Pienchen sah ihn fragend an, erstaunt und zweifelnd. Die Herren hofften auf einen längst erwarteten schrulligen Ausspruch. Dr. Sattler nickte ihm beifällig zu. Hille pflückte Strandastern. Mutter Lahmann aber sagte:
»Dazu gehört doch Sand!«
»Ein Blick auf die Uhr genügt. Ist nicht jede Sekunde ein Körnlein Flugsand, ein Muß, dem wir alle weichen.«
»Man kann doch eine Sekunde nicht gut mit einem festen Stück Quarz vergleichen,« bemerkte anbohrend das Kind.
»Verzeihen Sie, daß es meinem Beispiele an Folgerichtigkeit gebricht. Es ist auch überflüssig, erweckt doch jeder anbrechende Tag das Gefühl der Vergänglichkeit.«
»Neues Leben, wollten Sie sagen,« entgegnete Schnellbeinchen.
»Sie, die da glüht, ist der Tod!« erwiderte Herr Steinbach mit schwärmerischem Ernste. »Was unter ihr wohnt, muß sterben. Ihre Strahlen sind die Zügel, womit sie alle Geschöpfe in das Leben spannt und irdisches Leben eilt zu irdischem Tode. – Doch entschuldigen Sie, ich vergaß, daß ich in Europa bin, wo die Sonne Lebensspenderin und Lebenserhalterin ist – ich weiß: ohne Licht und Wärme kein Leben – es war nur ein Satz altindischer Weisheit, auf den ich gerieth. Ich verspreche Ihnen, es soll nicht wieder geschehen.«
Höflich bot er der alten Lahmann den Arm und geleitete sie an den weidenden Schafen vorbei in das Gasthaus. Die Herren folgten.

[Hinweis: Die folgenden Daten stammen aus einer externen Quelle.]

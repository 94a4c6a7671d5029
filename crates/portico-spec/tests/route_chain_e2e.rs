//! End-to-end tests driving a composed route chain the way a router would:
//! build the chain once with `with_route_spec`, then run requests through it
//! with `run_chain`.

use bytes::Bytes;
use http::{Method, StatusCode};
use portico_core::middleware::{run_chain, BoxFuture, BoxedMiddleware};
use portico_core::schema::{FieldRule, FieldSchema, ValidationTarget};
use portico_core::{Params, Request, Response, RouteContext};
use portico_docs::{DocsRegistry, OpenApiGenerator};
use portico_spec::{with_route_spec, MediaSpec, ResponseSpec, RouteSpec};
use serde_json::{json, Value};
use std::sync::atomic::{AtomicBool, Ordering};
use std::sync::Arc;

fn json_response(status: StatusCode, body: &Value) -> Response {
    http::Response::builder()
        .status(status)
        .header(http::header::CONTENT_TYPE, "application/json")
        .body(Bytes::from(body.to_string()))
        .unwrap()
}

/// Builds the chain for `POST /items`: JSON body with a required name, a
/// query count of at least one, and a validated success response. The
/// returned flag records whether the handler ran.
fn items_chain(registry: &Arc<DocsRegistry>) -> (Vec<BoxedMiddleware>, Arc<AtomicBool>) {
    let invoked = Arc::new(AtomicBool::new(false));
    let seen = invoked.clone();

    let spec = RouteSpec::builder()
        .summary("Create an item")
        .body(
            FieldSchema::builder()
                .required("name", FieldRule::non_empty_string())
                .build(),
        )
        .query(
            FieldSchema::builder()
                .required("count", FieldRule::integer_min(1))
                .build(),
        )
        .response(
            200,
            ResponseSpec::new("Created").json(MediaSpec::validated_fields(
                FieldSchema::builder()
                    .required("success", FieldRule::boolean_literal(true))
                    .required("count", FieldRule::integer())
                    .required("name", FieldRule::string())
                    .build(),
            )),
        )
        .build();

    let chain = with_route_spec(
        registry,
        Method::POST,
        "/items",
        spec,
        move |ctx: &mut RouteContext, _request: Request| -> BoxFuture<'static, Response> {
            seen.store(true, Ordering::SeqCst);
            let count = ctx
                .valid(ValidationTarget::Query)
                .and_then(|v| v["count"].as_i64())
                .unwrap_or(0);
            let name = ctx
                .valid(ValidationTarget::Body)
                .and_then(|v| v["name"].as_str())
                .unwrap_or("")
                .to_string();
            Box::pin(async move {
                json_response(
                    StatusCode::OK,
                    &json!({"success": true, "count": count, "name": name}),
                )
            })
        },
    );

    (chain, invoked)
}

#[tokio::test]
async fn test_valid_request_flows_through_every_stage() {
    let registry = Arc::new(DocsRegistry::new());
    let (chain, invoked) = items_chain(&registry);

    let request = http::Request::builder()
        .method(Method::POST)
        .uri("/items?count=2")
        .body(Bytes::from_static(br#"{"name":"Widget"}"#))
        .unwrap();

    let mut ctx = RouteContext::new();
    let response = run_chain(&chain, &mut ctx, request).await;

    assert_eq!(response.status(), StatusCode::OK);
    assert!(invoked.load(Ordering::SeqCst));

    let body: Value = serde_json::from_slice(response.body()).unwrap();
    assert_eq!(body, json!({"success": true, "count": 2, "name": "Widget"}));
}

#[tokio::test]
async fn test_invalid_query_rejected_before_handler() {
    let registry = Arc::new(DocsRegistry::new());
    let (chain, invoked) = items_chain(&registry);

    let request = http::Request::builder()
        .method(Method::POST)
        .uri("/items?count=abc")
        .body(Bytes::from_static(br#"{"name":"Widget"}"#))
        .unwrap();

    let mut ctx = RouteContext::new();
    let response = run_chain(&chain, &mut ctx, request).await;

    assert_eq!(response.status(), StatusCode::BAD_REQUEST);
    assert!(!invoked.load(Ordering::SeqCst));

    let body: Value = serde_json::from_slice(response.body()).unwrap();
    assert_eq!(body["error"]["code"], "VALIDATION_ERROR");
}

#[tokio::test]
async fn test_invalid_body_rejected_before_query_runs() {
    let registry = Arc::new(DocsRegistry::new());
    let (chain, invoked) = items_chain(&registry);

    // Body stage runs first; its failure wins even though the query is also bad.
    let request = http::Request::builder()
        .method(Method::POST)
        .uri("/items?count=abc")
        .body(Bytes::from_static(br#"{"name":""}"#))
        .unwrap();

    let mut ctx = RouteContext::new();
    let response = run_chain(&chain, &mut ctx, request).await;

    assert_eq!(response.status(), StatusCode::BAD_REQUEST);
    assert!(!invoked.load(Ordering::SeqCst));

    let body: Value = serde_json::from_slice(response.body()).unwrap();
    assert_eq!(body["error"]["issues"][0]["path"][0], "name");
}

#[tokio::test]
async fn test_handler_breaking_response_contract_yields_opaque_500() {
    let registry = Arc::new(DocsRegistry::new());

    let spec = RouteSpec::builder()
        .response(
            200,
            ResponseSpec::new("Success").json(MediaSpec::validated_fields(
                FieldSchema::builder()
                    .required("ok", FieldRule::boolean_literal(true))
                    .build(),
            )),
        )
        .build();

    let chain = with_route_spec(
        &registry,
        Method::GET,
        "/status",
        spec,
        |_ctx: &mut RouteContext, _request: Request| -> BoxFuture<'static, Response> {
            Box::pin(async { json_response(StatusCode::OK, &json!({"ok": false})) })
        },
    );

    let request = http::Request::builder()
        .uri("/status")
        .body(Bytes::new())
        .unwrap();

    let mut ctx = RouteContext::new();
    let response = run_chain(&chain, &mut ctx, request).await;

    assert_eq!(response.status(), StatusCode::INTERNAL_SERVER_ERROR);
    let text = std::str::from_utf8(response.body()).unwrap();
    assert!(text.contains("Response validation failed!"));
    // The declared schema and the offending value stay out of the client body.
    assert!(!text.contains("false"));
}

#[tokio::test]
async fn test_path_params_coerced_and_bounded() {
    let registry = Arc::new(DocsRegistry::new());

    let spec = RouteSpec::builder()
        .params(
            FieldSchema::builder()
                .required("id", FieldRule::integer_min(1))
                .build(),
        )
        .build();

    let chain = with_route_spec(
        &registry,
        Method::GET,
        "/items/{id}",
        spec,
        |ctx: &mut RouteContext, _request: Request| -> BoxFuture<'static, Response> {
            let id = ctx
                .valid(ValidationTarget::Params)
                .and_then(|v| v["id"].as_i64())
                .unwrap_or(0);
            Box::pin(async move { json_response(StatusCode::OK, &json!({"id": id})) })
        },
    );

    let run = |raw_id: &'static str, chain: Vec<BoxedMiddleware>| async move {
        let request = http::Request::builder()
            .uri(format!("/items/{raw_id}"))
            .body(Bytes::new())
            .unwrap();
        let mut params = Params::new();
        params.push("id", raw_id);
        let mut ctx = RouteContext::with_path_params(params);
        run_chain(&chain, &mut ctx, request).await
    };

    let rejected = run("0", chain.clone()).await;
    assert_eq!(rejected.status(), StatusCode::BAD_REQUEST);

    let accepted = run("42", chain).await;
    assert_eq!(accepted.status(), StatusCode::OK);
    let body: Value = serde_json::from_slice(accepted.body()).unwrap();
    assert_eq!(body, json!({"id": 42}));
}

#[tokio::test]
async fn test_undeclared_response_status_passes_through() {
    let registry = Arc::new(DocsRegistry::new());

    let spec = RouteSpec::builder()
        .response(
            200,
            ResponseSpec::new("Success").json(MediaSpec::validated_fields(
                FieldSchema::any_object(),
            )),
        )
        .build();

    let chain = with_route_spec(
        &registry,
        Method::GET,
        "/maybe",
        spec,
        |_ctx: &mut RouteContext, _request: Request| -> BoxFuture<'static, Response> {
            Box::pin(async {
                json_response(StatusCode::NOT_FOUND, &json!({"anything": "goes"}))
            })
        },
    );

    let request = http::Request::builder()
        .uri("/maybe")
        .body(Bytes::new())
        .unwrap();

    let mut ctx = RouteContext::new();
    let response = run_chain(&chain, &mut ctx, request).await;

    assert_eq!(response.status(), StatusCode::NOT_FOUND);
    let body: Value = serde_json::from_slice(response.body()).unwrap();
    assert_eq!(body, json!({"anything": "goes"}));
}

#[tokio::test]
async fn test_multiple_targets_validated_independently() {
    let registry = Arc::new(DocsRegistry::new());

    let spec = RouteSpec::builder()
        .headers(
            FieldSchema::builder()
                .required("x-api-version", FieldRule::integer())
                .build(),
        )
        .cookies(
            FieldSchema::builder()
                .required("session", FieldRule::non_empty_string())
                .build(),
        )
        .build();

    let chain = with_route_spec(
        &registry,
        Method::GET,
        "/whoami",
        spec,
        |ctx: &mut RouteContext, _request: Request| -> BoxFuture<'static, Response> {
            let version = ctx
                .valid(ValidationTarget::Headers)
                .and_then(|v| v["x-api-version"].as_i64())
                .unwrap_or(0);
            let session = ctx
                .valid(ValidationTarget::Cookies)
                .and_then(|v| v["session"].as_str())
                .unwrap_or("")
                .to_string();
            Box::pin(async move {
                json_response(StatusCode::OK, &json!({"version": version, "session": session}))
            })
        },
    );

    let request = http::Request::builder()
        .uri("/whoami")
        .header("x-api-version", "3")
        .header(http::header::COOKIE, "session=abc; theme=dark")
        .body(Bytes::new())
        .unwrap();

    let mut ctx = RouteContext::new();
    let response = run_chain(&chain, &mut ctx, request).await;

    assert_eq!(response.status(), StatusCode::OK);
    let body: Value = serde_json::from_slice(response.body()).unwrap();
    assert_eq!(body, json!({"version": 3, "session": "abc"}));

    // Missing cookie fails even when the header target is satisfied.
    let request = http::Request::builder()
        .uri("/whoami")
        .header("x-api-version", "3")
        .body(Bytes::new())
        .unwrap();
    let mut ctx = RouteContext::new();
    let response = run_chain(&chain, &mut ctx, request).await;
    assert_eq!(response.status(), StatusCode::BAD_REQUEST);
}

#[tokio::test]
async fn test_registered_route_appears_in_generated_documentation() {
    let registry = Arc::new(DocsRegistry::new());

    let spec = RouteSpec::builder()
        .summary("List products")
        .tag("catalog")
        .query(
            FieldSchema::builder()
                .optional("count", FieldRule::integer_min(1))
                .build(),
        )
        .response(
            200,
            ResponseSpec::new("A page of products").json(
                MediaSpec::documented(json!({"type": "array"}))
                    .example(json!([{"name": "Widget"}])),
            ),
        )
        .build();

    let _chain = with_route_spec(
        &registry,
        Method::GET,
        "/products/{category}",
        spec,
        |_ctx: &mut RouteContext, _request: Request| -> BoxFuture<'static, Response> {
            Box::pin(async { json_response(StatusCode::OK, &json!([])) })
        },
    );

    let document = OpenApiGenerator::new()
        .title("Catalog")
        .version("1.0.0")
        .generate(&registry)
        .unwrap();

    let item = document.paths.get("/products/{category}").unwrap();
    let operation = item.get.as_ref().unwrap();
    assert_eq!(operation.summary.as_deref(), Some("List products"));
    assert_eq!(operation.tags, vec!["catalog".to_string()]);
    assert!(operation.responses.contains_key("200"));

    // The path template contributes a required path parameter.
    let params = &operation.parameters;
    assert!(params.iter().any(|p| p.name == "category" && p.required));
}

#[tokio::test]
async fn test_composition_not_requests_writes_documentation() {
    let registry = Arc::new(DocsRegistry::new());
    let (chain, _invoked) = items_chain(&registry);
    assert_eq!(registry.len(), 1);

    for _ in 0..3 {
        let request = http::Request::builder()
            .method(Method::POST)
            .uri("/items?count=1")
            .body(Bytes::from_static(br#"{"name":"Widget"}"#))
            .unwrap();
        let mut ctx = RouteContext::new();
        let _ = run_chain(&chain, &mut ctx, request).await;
    }

    // Serving traffic never grows the registry.
    assert_eq!(registry.len(), 1);
}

»Die Leute haben doch recht,« sagte Schnellbeinchen, »er hat verschrobene Ansichten.« – »Hat Sand in der Uhr,« lachte Herr Lotz. – »Er wurde innerlich erregt,« sagte das Kind, »beherrschte sich aber wunderbar. Andernfalls hätte ich angenommen, er wolle uns zum Besten halten.« – »Das liegt ihm ferne,« bemerkte Dr. Sattler. »So viel ich vermuthe, ist es der Widerstreit zwischen der Weisheit des Ostens mit dem Wissen des Westens, der ihn bewegt. Was er soeben im Eifer unfreiwillig leistete, war eine Probe davon.«
»Diesmal hatte das Bohren wirklich einmal Nutzen,« sagte Schnellbeinchen. »Und was meinen Sie, Herr Brömmer?«
»Ich würde im Interesse des griechischen Unterrichts nicht über Helios hinausgehen.«
»Ist auch herrlich, Phoebos Apollon,« rief Schnellbeinchen, »himmlisch! Phaeton! Apoll von Belvedere! Kommen Sie, meine Herren, in Rantum giebt es vorzügliche Milch.«
Pienchen und Hille pflückten Strandastern, hochaufgeschossene, trüblavendelfarbene Blüthen, mit einem gelblichen Stern in der Mitte. Keine sprach ein Wort. –
Als man wieder nach Westerland aufbrach, wurden Dr. Sattler und der Indier mit verpackt. Es ging ohne Beschwer. Die drei Damen pferchten sich zusammen, und Dr. Sattler kam neben das Skelett. Der Indier fand Platz auf dem voranfahrenden Jagdwagen. Die Herren waren ungemein heiter, der Westwind wehte das lustige Lachen dem langsam folgenden Familienbeförderer zu, auf dem sich keine Unterhaltung gestaltete. Dr. Sattler fühlte sich nicht vom Skelett angezogen, und dieses bedurfte stets einiger Anstöße, bevor es von seinem Sprachvermögen Gebrauch machte. Da es jetzt nicht gestoßen ward, blieb es stumm.
Von den drei Damen hing jede ihren eigenen Gedanken nach. Die Alte dachte: Gottlob! – Hille dachte: ob wohl ein Brief angekommen ist? – Pienchen sah das Feuer von Kampen, wie es wuchs und abnahm. »Wird erfüllt, was ich wünsche?« fragte sie das Licht.
Das Licht dunkelte ein.
»Keine Hoffnung?« fragte sie schmerzlich.
»Keine?«
Das Licht lohte hell auf und strahlte sonnengleich durch die Dämmerung.